### Aim of the task
Search the listing below for lines containing the string "normalize". Reply with their count only.

### Study material

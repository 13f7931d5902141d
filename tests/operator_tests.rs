//! Integration tests for the register operator surface.

use syncreg::common::{BinOp, CmpOp, RegValue};
use syncreg::sched::Kernel;

/// Tests that every compound assignment equals a write of the computed
/// value, committed one cycle later.
#[test]
fn test_compound_assignment_equivalence() {
    let operands = [0i32, 1, 3, -7, 31, i32::MAX];
    let starts = [0i32, 5, -100, i32::MIN, 0x1234_5678];

    for op in BinOp::ALL {
        for &start in &starts {
            for &x in &operands {
                let mut kernel = Kernel::new(1);
                let a = kernel.sync_reg("A", start);
                let b = kernel.sync_reg("B", start);

                a.borrow_mut().apply(op, x);
                let expected = b.borrow().read().apply(op, x);
                b.borrow_mut().write(expected);

                assert_eq!(a.borrow().read(), start, "{} applied early", op);
                kernel.tick().unwrap();
                assert_eq!(
                    a.borrow().read(),
                    b.borrow().read(),
                    "{} {} {}",
                    start,
                    op,
                    x
                );
            }
        }
    }
}

/// Tests the `std::ops` assignment operators against raw values.
#[test]
fn test_assign_operators_raw() {
    let mut kernel = Kernel::new(1);
    let r = kernel.sync_reg("R", 12u32);

    *r.borrow_mut() += 4;
    kernel.tick().unwrap();
    assert_eq!(r.borrow().read(), 16);

    *r.borrow_mut() -= 1;
    kernel.tick().unwrap();
    assert_eq!(r.borrow().read(), 15);

    *r.borrow_mut() *= 3;
    kernel.tick().unwrap();
    assert_eq!(r.borrow().read(), 45);

    *r.borrow_mut() /= 4;
    kernel.tick().unwrap();
    assert_eq!(r.borrow().read(), 11);

    *r.borrow_mut() %= 4;
    kernel.tick().unwrap();
    assert_eq!(r.borrow().read(), 3);

    *r.borrow_mut() <<= 4;
    kernel.tick().unwrap();
    assert_eq!(r.borrow().read(), 0x30);

    *r.borrow_mut() >>= 1;
    kernel.tick().unwrap();
    assert_eq!(r.borrow().read(), 0x18);

    *r.borrow_mut() |= 0x101;
    kernel.tick().unwrap();
    assert_eq!(r.borrow().read(), 0x119);

    *r.borrow_mut() &= 0x0F0;
    kernel.tick().unwrap();
    assert_eq!(r.borrow().read(), 0x010);

    *r.borrow_mut() ^= 0x011;
    kernel.tick().unwrap();
    assert_eq!(r.borrow().read(), 0x001);
}

/// Tests that chained compound assignments in one cycle all start from the
/// committed value, so only the last one survives.
#[test]
fn test_chained_assignments_are_synchronous() {
    let mut kernel = Kernel::new(1);
    let r = kernel.sync_reg("R", 10i64);

    {
        let mut r = r.borrow_mut();
        *r += 1;
        *r += 1;
        *r *= 2;
    }
    kernel.tick().unwrap();
    assert_eq!(r.borrow().read(), 20);
}

/// Tests assignment operators with another register of the same type.
#[test]
fn test_assign_operators_register() {
    let mut kernel = Kernel::new(1);
    let a = kernel.sync_reg("A", 6u16);
    let b = kernel.sync_reg("B", 4u16);

    *a.borrow_mut() += &*b.borrow();
    kernel.tick().unwrap();
    assert_eq!(a.borrow().read(), 10);

    *a.borrow_mut() ^= &*b.borrow();
    kernel.tick().unwrap();
    assert_eq!(a.borrow().read(), 14);
}

/// Tests cross-type operands, which are converted with value-cast semantics.
#[test]
fn test_cross_type_operands() {
    let mut kernel = Kernel::new(1);
    let narrow = kernel.sync_reg("N", 0xF0u8);
    let wide = kernel.sync_reg("W", 0x1_0010u32);

    narrow.borrow_mut().apply_reg(BinOp::Add, &*wide.borrow());
    kernel.tick().unwrap();
    assert_eq!(narrow.borrow().read(), 0x00);

    wide.borrow_mut().apply_cast(BinOp::Sub, -1i8);
    kernel.tick().unwrap();
    assert_eq!(wide.borrow().read(), 0x1_0011);

    narrow.borrow_mut().assign_from(&*wide.borrow());
    kernel.tick().unwrap();
    assert_eq!(narrow.borrow().read(), 0x11);

    wide.borrow_mut().assign_cast(-2i64);
    kernel.tick().unwrap();
    assert_eq!(wide.borrow().read(), 0xFFFF_FFFE);
}

/// Tests division and remainder by zero through the operator surface.
#[test]
fn test_division_by_zero_is_defined() {
    let mut kernel = Kernel::new(1);
    let q = kernel.sync_reg("Q", 9i32);
    let r = kernel.sync_reg("R", 9u8);

    *q.borrow_mut() /= 0;
    *r.borrow_mut() %= 0;
    kernel.tick().unwrap();
    assert_eq!(q.borrow().read(), -1);
    assert_eq!(r.borrow().read(), 9);
}

/// Tests comparisons against raw values and other registers.
#[test]
fn test_comparisons() {
    let mut kernel = Kernel::new(1);
    let a = kernel.sync_reg("A", 5i32);
    let b = kernel.sync_reg("B", 7i32);

    let a_ref = a.borrow();
    let b_ref = b.borrow();
    assert!(*a_ref == 5);
    assert!(*a_ref != 6);
    assert!(*a_ref < 6);
    assert!(*a_ref <= 5);
    assert!(*a_ref > 4);
    assert!(*a_ref >= 5);

    assert!(*a_ref < *b_ref);
    assert!(*a_ref != *b_ref);
    assert!(*b_ref >= *a_ref);
    assert!(a_ref.compare(CmpOp::Le, 5));
}

/// Tests that comparisons read the committed value, not the pending one.
#[test]
fn test_comparisons_use_committed_value() {
    let mut kernel = Kernel::new(1);
    let a = kernel.sync_reg("A", 1u32);

    a.borrow_mut().write(2);
    assert!(*a.borrow() == 1);
    assert!(!a.borrow().compare(CmpOp::Eq, 2));
    kernel.tick().unwrap();
    assert!(*a.borrow() == 2);
}

/// Tests cross-type comparisons.
#[test]
fn test_cross_type_comparisons() {
    let mut kernel = Kernel::new(1);
    let a = kernel.sync_reg("A", 0xFFu8);
    let b = kernel.sync_reg("B", -1i32);

    // -1i32 narrows to 0xFF.
    assert!(a.borrow().compare_reg(CmpOp::Eq, &*b.borrow()));
    assert!(a.borrow().compare_cast(CmpOp::Gt, 0x1FEu16));
    for op in CmpOp::ALL {
        assert_eq!(
            a.borrow().compare_cast(op, 0x100u32),
            op.eval(0xFFu8, 0u8),
            "{:?}",
            op
        );
    }
}
//! Common types used throughout the simulator.
//!
//! This module provides the register value abstraction and the error type
//! shared by the scheduler, storage and driver layers.

/// Error types.
pub mod error;

/// Register value types and operator tags.
pub mod value;

pub use error::{Result, SimError};
pub use value::{BinOp, CastFrom, CmpOp, RegValue};
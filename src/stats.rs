//! Simulation statistics collection and reporting.
//!
//! [`SimStats`] is the run's statistics registry. It is created when a run
//! starts, fed by the kernel as cycles settle, finalized with
//! [`SimStats::finish`] and printed at exit or on a report signal.

use std::collections::BTreeMap;
use std::fmt;
use std::time::{Duration, Instant};

use crate::sched::SimTime;

/// Simulation statistics structure tracking kernel activity.
pub struct SimStats {
    start_time: Instant,
    host_elapsed: Option<Duration>,
    pub cycles: u64,
    pub delta_cycles: u64,
    pub sim_time: SimTime,

    pub commits: u64,
    pub dropped_requests: u64,

    /// Update callbacks delivered, per channel name.
    pub channel_commits: BTreeMap<String, u64>,
}

impl Default for SimStats {
    fn default() -> Self {
        Self {
            start_time: Instant::now(),
            host_elapsed: None,
            cycles: 0,
            delta_cycles: 0,
            sim_time: 0,
            commits: 0,
            dropped_requests: 0,
            channel_commits: BTreeMap::new(),
        }
    }
}

impl SimStats {
    /// Counts one update delivered to `channel`.
    pub fn record_commit(&mut self, channel: &str) {
        self.commits += 1;
        match self.channel_commits.get_mut(channel) {
            Some(count) => *count += 1,
            None => {
                self.channel_commits.insert(channel.to_string(), 1);
            }
        }
    }

    /// Freezes the host-time measurement. Later calls keep the first value.
    pub fn finish(&mut self) {
        if self.host_elapsed.is_none() {
            self.host_elapsed = Some(self.start_time.elapsed());
        }
    }

    /// Returns `true` once [`SimStats::finish`] has been called.
    pub fn is_finished(&self) -> bool {
        self.host_elapsed.is_some()
    }

    /// Host time spent so far, or the frozen value after `finish`.
    pub fn host_elapsed(&self) -> Duration {
        self.host_elapsed
            .unwrap_or_else(|| self.start_time.elapsed())
    }

    /// Renders the statistics report.
    pub fn report(&self) -> String {
        self.to_string()
    }

    /// Prints the statistics report to stdout.
    pub fn print(&self) {
        println!();
        print!("{}", self);
    }
}

impl fmt::Display for SimStats {
    fn fmt(&self, f: &mut fmt::Formatter<'_>) -> fmt::Result {
        let seconds = self.host_elapsed().as_secs_f64();
        let cyc = if self.cycles == 0 { 1 } else { self.cycles };
        let khz = if seconds > 0.0 {
            (self.cycles as f64 / seconds) / 1000.0
        } else {
            0.0
        };

        writeln!(f, "==========================================================")?;
        writeln!(f, "SYNCHRONOUS STORAGE SIMULATION STATISTICS")?;
        writeln!(f, "==========================================================")?;
        writeln!(f, "host_seconds             {:.4} s", seconds)?;
        writeln!(f, "sim_cycles               {}", self.cycles)?;
        writeln!(f, "sim_time                 {}", self.sim_time)?;
        writeln!(f, "sim_freq                 {:.2} kHz", khz)?;
        writeln!(f, "sim_deltas               {}", self.delta_cycles)?;
        writeln!(
            f,
            "sim_deltas_per_cycle     {:.4}",
            self.delta_cycles as f64 / cyc as f64
        )?;
        writeln!(f, "----------------------------------------------------------")?;
        writeln!(f, "UPDATES")?;
        writeln!(f, "  commits.total          {}", self.commits)?;
        writeln!(f, "  requests.dropped       {}", self.dropped_requests)?;
        for (name, count) in &self.channel_commits {
            writeln!(
                f,
                "  {:<22} {} ({:.2}%)",
                name,
                count,
                (*count as f64 / cyc as f64) * 100.0
            )?;
        }
        writeln!(f, "==========================================================")
    }
}
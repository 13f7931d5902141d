//! Minimal stderr backend for the `log` facade, used by the driver binary.

use log::{LevelFilter, Log, Metadata, Record};

struct StderrLogger;

impl Log for StderrLogger {
    fn enabled(&self, metadata: &Metadata) -> bool {
        metadata.level() <= log::max_level()
    }

    fn log(&self, record: &Record) {
        if self.enabled(record.metadata()) {
            eprintln!("[{:<5} {}] {}", record.level(), record.target(), record.args());
        }
    }

    fn flush(&self) {}
}

static LOGGER: StderrLogger = StderrLogger;

/// Installs the logger. `trace` (or the `always-trace` feature) enables
/// per-write tracing; otherwise only `info` and above are shown. A second
/// call keeps the first logger.
pub fn init(trace: bool) {
    let level = if trace || cfg!(feature = "always-trace") {
        LevelFilter::Trace
    } else {
        LevelFilter::Info
    };
    if log::set_logger(&LOGGER).is_ok() {
        log::set_max_level(level);
    }
}
//! Scheduler Interface.
//!
//! Storage primitives do not advance time on their own. They rely on a
//! discrete-event scheduler that:
//! 1. Reports the current simulated time.
//! 2. Accepts update requests from channels during a delta cycle.
//! 3. Invokes each requesting channel's [`Channel::update`] exactly once at
//!    the end of that delta cycle, before the next cycle begins.
//!
//! [`Kernel`] is a reference implementation of this contract. Any other
//! engine can drive the storage types by implementing [`Scheduler`] and
//! calling `update` on the channels it was asked to commit.

use std::cell::RefCell;
use std::fmt;
use std::rc::Rc;

/// Reference delta-cycle kernel.
pub mod kernel;

pub use kernel::Kernel;

/// Simulated time, in kernel ticks.
pub type SimTime = u64;

/// A shared mutable reference to a channel owned by the model.
pub type StateRef<T> = Rc<RefCell<T>>;

/// Identifies a channel within its scheduler.
#[derive(Clone, Copy, Debug, PartialEq, Eq, Hash, PartialOrd, Ord)]
pub struct ChannelId(pub usize);

impl fmt::Display for ChannelId {
    fn fmt(&self, f: &mut fmt::Formatter<'_>) -> fmt::Result {
        write!(f, "ch{}", self.0)
    }
}

/// The services a channel consumes from its scheduler.
pub trait Scheduler {
    /// Asks for `channel` to be updated at the end of the current delta
    /// cycle. Repeated requests within one delta cycle collapse into one.
    fn request_update(&self, channel: ChannelId);

    /// Returns the current simulated time.
    fn current_time(&self) -> SimTime;
}

/// A primitive channel: state whose visible change happens in the update
/// phase of a delta cycle.
pub trait Channel {
    /// Returns the channel's name for diagnostics and statistics.
    fn name(&self) -> &str;

    /// Commit callback, invoked by the scheduler once per honored request.
    fn update(&mut self);
}

/// A channel's connection to its scheduler.
#[derive(Clone)]
pub struct UpdatePort {
    scheduler: Rc<dyn Scheduler>,
    id: ChannelId,
}

impl UpdatePort {
    /// Binds channel `id` to `scheduler`.
    pub fn new(scheduler: Rc<dyn Scheduler>, id: ChannelId) -> Self {
        Self { scheduler, id }
    }

    /// Returns the id this port requests updates for.
    pub fn id(&self) -> ChannelId {
        self.id
    }

    /// Requests an update of the bound channel.
    #[inline]
    pub fn request_update(&self) {
        self.scheduler.request_update(self.id);
    }

    /// Returns the scheduler's current simulated time.
    #[inline]
    pub fn current_time(&self) -> SimTime {
        self.scheduler.current_time()
    }

    /// Returns the scheduler this port is bound to.
    pub fn scheduler(&self) -> &Rc<dyn Scheduler> {
        &self.scheduler
    }
}

impl fmt::Debug for UpdatePort {
    fn fmt(&self, f: &mut fmt::Formatter<'_>) -> fmt::Result {
        f.debug_struct("UpdatePort").field("id", &self.id).finish()
    }
}
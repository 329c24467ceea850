//! The consistency state machine.

use std::collections::BTreeSet;

use nalgebra::DVector;

use super::types::{
    ConsistencyCfg, ConsistencyReport, Method, PrintLevel, ProbeMode, RunStats, StepEvent,
    StepTrace,
};
use crate::cfg::{RESIDUAL_SLACK, SUPPORT_FRACTION};
use crate::convex::{lp7_batch, lp7_single};
use crate::error::{FluxError, Result};
use crate::lp::{build_lp, LinearProgram, LpSolver, MicroLp, Probe};
use crate::model::Model;
use crate::nonconvex::{check_single, maximize_cardinality};
use crate::orientation::{normalize, Orientation};

/// Partition the variables of `model` into consistent and inconsistent ones.
///
/// Fails only on configuration errors, before any solve.
pub fn find_consistent<S: LpSolver>(
    model: &Model,
    cfg: &ConsistencyCfg,
    solver: &S,
) -> Result<ConsistencyReport> {
    Ok(ConsistencyRunner::new(model, cfg, solver)?.run())
}

/// Convenience: default configuration and the bundled `MicroLp` backend.
pub fn find_consistent_with_defaults(model: &Model) -> Result<ConsistencyReport> {
    find_consistent(model, &ConsistencyCfg::default(), &MicroLp::default())
}

/// Runner owning all mutable state of one run.
struct ConsistencyRunner<'a, S: LpSolver> {
    solver: &'a S,
    cfg: &'a ConsistencyCfg,
    feas_tol: f64,
    /// Program in the caller's orientation; witnesses are checked against it.
    base: LinearProgram,
    /// `orientation.apply(&base)`, rebuilt after every flip.
    working: LinearProgram,
    orientation: Orientation,
    forward_only: BTreeSet<usize>,
    remaining: BTreeSet<usize>,
    consistent: BTreeSet<usize>,
    inconsistent: BTreeSet<usize>,
    tried_flip_once: bool,
    singleton_mode: bool,
    basis: Option<S::Basis>,
    witnesses: Vec<DVector<f64>>,
    witness_of: Vec<Option<usize>>,
    stats: RunStats,
    trace: Vec<StepTrace>,
}

impl<'a, S: LpSolver> ConsistencyRunner<'a, S> {
    fn new(model: &Model, cfg: &'a ConsistencyCfg, solver: &'a S) -> Result<Self> {
        let feas_tol = solver.feasibility_tolerance();
        if !(cfg.epsilon.is_finite() && cfg.epsilon > 0.0) {
            return Err(FluxError::InvalidEpsilon {
                epsilon: cfg.epsilon,
            });
        }
        if cfg.epsilon < feas_tol {
            return Err(FluxError::EpsilonBelowTolerance {
                epsilon: cfg.epsilon,
                tolerance: feas_tol,
            });
        }
        if cfg.method == Method::Nonconvex && model.extra().is_some() {
            tracing::warn!(
                rows = model.extra().map_or(0, |e| e.n_rows()),
                "nonconvex method does not support extra constraints; ignoring them"
            );
        }

        let base = build_lp(model, cfg.method == Method::Convex);
        let orientation = normalize(&base);
        let working = orientation.apply(&base);
        let n = base.n_vars();
        let forward_only = (0..n).filter(|&j| working.lb[j] >= 0.0).collect();
        Ok(Self {
            solver,
            cfg,
            feas_tol,
            base,
            working,
            orientation,
            forward_only,
            remaining: (0..n).collect(),
            consistent: BTreeSet::new(),
            inconsistent: BTreeSet::new(),
            tried_flip_once: false,
            singleton_mode: false,
            basis: None,
            witnesses: Vec::new(),
            witness_of: vec![None; n],
            stats: RunStats::default(),
            trace: Vec::new(),
        })
    }

    fn run(mut self) -> ConsistencyReport {
        if self.cfg.print_level >= PrintLevel::Summary {
            tracing::info!(
                vars = self.base.n_vars(),
                rows = self.base.n_rows(),
                forward_only = self.forward_only.len(),
                method = %self.cfg.method,
                epsilon = self.cfg.epsilon,
                "consistency run started"
            );
        }
        while !self.remaining.is_empty() {
            self.step();
        }
        self.finish()
    }

    fn step(&mut self) {
        let probe_set: Vec<usize> = if self.singleton_mode {
            self.remaining.iter().take(1).copied().collect()
        } else {
            self.remaining.iter().copied().collect()
        };

        let mode = if self.singleton_mode {
            ProbeMode::Singleton
        } else {
            ProbeMode::Batch
        };
        let probe = self.probe(&probe_set);
        self.basis = probe.basis;
        if let Some(v) = probe.flux {
            self.absorb(&v);
        }

        let event = if probe_set.iter().any(|j| self.consistent.contains(j)) {
            let consistent = &self.consistent;
            self.remaining.retain(|j| !consistent.contains(j));
            self.tried_flip_once = false;
            StepEvent::Progress
        } else {
            let flippable: Vec<usize> = probe_set
                .iter()
                .copied()
                .filter(|j| !self.forward_only.contains(j))
                .collect();
            if self.tried_flip_once || flippable.is_empty() {
                self.tried_flip_once = false;
                if self.singleton_mode {
                    let var = probe_set[0];
                    self.remaining.remove(&var);
                    self.inconsistent.insert(var);
                    StepEvent::Dropped { var }
                } else {
                    self.singleton_mode = true;
                    StepEvent::SwitchedToSingleton
                }
            } else {
                for &j in &flippable {
                    self.orientation.flip(j);
                }
                self.working = self.orientation.apply(&self.base);
                self.tried_flip_once = true;
                self.stats.flips += flippable.len();
                StepEvent::Flipped {
                    count: flippable.len(),
                }
            }
        };

        self.stats.steps += 1;
        let trace = StepTrace {
            mode,
            probed: probe_set.len(),
            consistent: self.consistent.len(),
            remaining: self.remaining.len(),
            event,
        };
        if self.cfg.print_level >= PrintLevel::Debug {
            tracing::debug!(
                step = self.stats.steps,
                mode = ?trace.mode,
                probed = trace.probed,
                consistent = trace.consistent,
                remaining = trace.remaining,
                event = ?trace.event,
                "consistency step"
            );
        }
        self.trace.push(trace);
    }

    fn probe(&mut self, set: &[usize]) -> Probe<S::Basis> {
        let basis = self.basis.take();
        let eps = self.cfg.epsilon;
        if self.singleton_mode {
            self.stats.singleton_probes += 1;
            let j = set[0];
            match self.cfg.method {
                Method::Convex => lp7_single(self.solver, j, &self.working, eps, basis),
                Method::Nonconvex => check_single(self.solver, j, &self.working, basis),
            }
        } else {
            self.stats.batch_probes += 1;
            match self.cfg.method {
                Method::Convex => lp7_batch(self.solver, set, &self.working, eps, basis),
                Method::Nonconvex => {
                    maximize_cardinality(self.solver, set, &self.working, eps, basis)
                }
            }
        }
    }

    /// Add the support of `v` (working orientation) to the consistent set and
    /// record a witness when it grew.
    fn absorb(&mut self, v: &DVector<f64>) {
        let threshold = SUPPORT_FRACTION * self.cfg.epsilon;
        let fresh: Vec<usize> = (0..v.len())
            .filter(|&j| v[j].abs() >= threshold && !self.consistent.contains(&j))
            .collect();
        if fresh.is_empty() {
            return;
        }
        for j in &fresh {
            self.consistent.insert(*j);
            // A support is a proof; it overrides an earlier numerical verdict.
            self.inconsistent.remove(j);
        }
        if !self.cfg.witnesses {
            return;
        }

        let original = self.orientation.to_original(v);
        let residual = self
            .base
            .residual(&original)
            .max(self.base.bound_violation(&original));
        self.stats.max_residual = self.stats.max_residual.max(residual);
        if residual > RESIDUAL_SLACK * self.feas_tol {
            self.stats.witness_warnings += 1;
            tracing::warn!(
                residual,
                tolerance = RESIDUAL_SLACK * self.feas_tol,
                witness = self.witnesses.len(),
                "witness flux violates the original constraints"
            );
        }
        let idx = self.witnesses.len();
        for &j in &fresh {
            self.witness_of[j] = Some(idx);
        }
        self.witnesses.push(original);
    }

    fn finish(self) -> ConsistencyReport {
        if self.cfg.print_level >= PrintLevel::Summary {
            tracing::info!(
                consistent = self.consistent.len(),
                inconsistent = self.inconsistent.len(),
                steps = self.stats.steps,
                flips = self.stats.flips,
                witness_warnings = self.stats.witness_warnings,
                "consistency run finished"
            );
        }
        ConsistencyReport {
            n_vars: self.base.n_vars(),
            consistent: self.consistent.into_iter().collect(),
            inconsistent: self.inconsistent.into_iter().collect(),
            orientation: self.orientation.signs(),
            witnesses: self.witnesses,
            witness_of: self.witness_of,
            stats: self.stats,
            trace: self.trace,
        }
    }
}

### Result for this task
2